//! Lifecycle constructors looked up by type tag.
//!
//! Configuration refers to lifecycles by a string tag. The factory maps
//! each tag to a constructor registered up front, so an unknown tag is
//! detected when the configuration is loaded rather than when a service
//! is first needed.

use std::collections::HashMap;
use std::sync::Arc;

use crate::descriptor::Properties;
use crate::error::{LifecycleError, LifecycleResult};
use crate::lifecycle::ServiceLifecycle;

/// Constructor for one lifecycle kind, parameterized by string properties.
pub type LifecycleConstructor =
    Arc<dyn Fn(&Properties) -> LifecycleResult<Arc<dyn ServiceLifecycle>> + Send + Sync>;

/// Table of lifecycle constructors keyed by type tag.
///
/// # Examples
///
/// ```rust
/// use ferrous_lifecycle::{
///     Dependencies, Instance, LifecycleFactory, LifecycleResult, Properties, ServiceDependency,
///     ServiceLifecycle, TypeTag,
/// };
/// use std::sync::Arc;
///
/// struct Pool {
///     size: usize,
/// }
///
/// impl ServiceLifecycle for Pool {
///     fn dependency_specs(&self) -> Vec<ServiceDependency> {
///         Vec::new()
///     }
///
///     fn create_service(&self, _deps: &Dependencies) -> LifecycleResult<Option<Instance>> {
///         Ok(Some(Arc::new(self.size)))
///     }
///
///     fn service_class_names(&self) -> Vec<TypeTag> {
///         vec![TypeTag::new("Pool")]
///     }
/// }
///
/// let mut factory = LifecycleFactory::new();
/// factory.register("pool", |params| {
///     let size = params.get("size").and_then(|s| s.parse().ok()).unwrap_or(4);
///     Ok(Arc::new(Pool { size }) as Arc<dyn ServiceLifecycle>)
/// });
///
/// assert!(factory.contains("pool"));
/// let lifecycle = factory.create("pool", &Properties::new()).unwrap();
/// assert_eq!(lifecycle.service_class_names(), vec![TypeTag::new("Pool")]);
/// assert!(factory.create("missing", &Properties::new()).is_err());
/// ```
#[derive(Default, Clone)]
pub struct LifecycleFactory {
    constructors: HashMap<String, LifecycleConstructor>,
}

impl LifecycleFactory {
    pub fn new() -> Self {
        Self::default()
    }

    /// Registers (or replaces) the constructor for `tag`.
    pub fn register<F>(&mut self, tag: impl Into<String>, constructor: F) -> &mut Self
    where
        F: Fn(&Properties) -> LifecycleResult<Arc<dyn ServiceLifecycle>> + Send + Sync + 'static,
    {
        self.constructors.insert(tag.into(), Arc::new(constructor));
        self
    }

    pub fn contains(&self, tag: &str) -> bool {
        self.constructors.contains_key(tag)
    }

    /// Registered tags, sorted.
    pub fn tags(&self) -> Vec<String> {
        let mut tags: Vec<String> = self.constructors.keys().cloned().collect();
        tags.sort();
        tags
    }

    /// Builds the lifecycle registered under `tag`.
    pub fn create(&self, tag: &str, parameters: &Properties) -> LifecycleResult<Arc<dyn ServiceLifecycle>> {
        let constructor = self
            .constructors
            .get(tag)
            .ok_or_else(|| LifecycleError::UnknownLifecycle(tag.to_string()))?;
        constructor(parameters)
    }
}

impl std::fmt::Debug for LifecycleFactory {
    fn fmt(&self, f: &mut std::fmt::Formatter<'_>) -> std::fmt::Result {
        f.debug_struct("LifecycleFactory")
            .field("tags", &self.tags())
            .finish()
    }
}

★ ★ ★ ★ ★ ★ ★

## Task instructions
Copy every line of the data that carries the word "tags".

## Exercise output
    /// Registered tags, sorted.
    pub fn tags(&self) -> Vec<String> {
        let mut tags: Vec<String> = self.constructors.keys().cloned().collect();
        tags.sort();
        tags
            .field("tags", &self.tags())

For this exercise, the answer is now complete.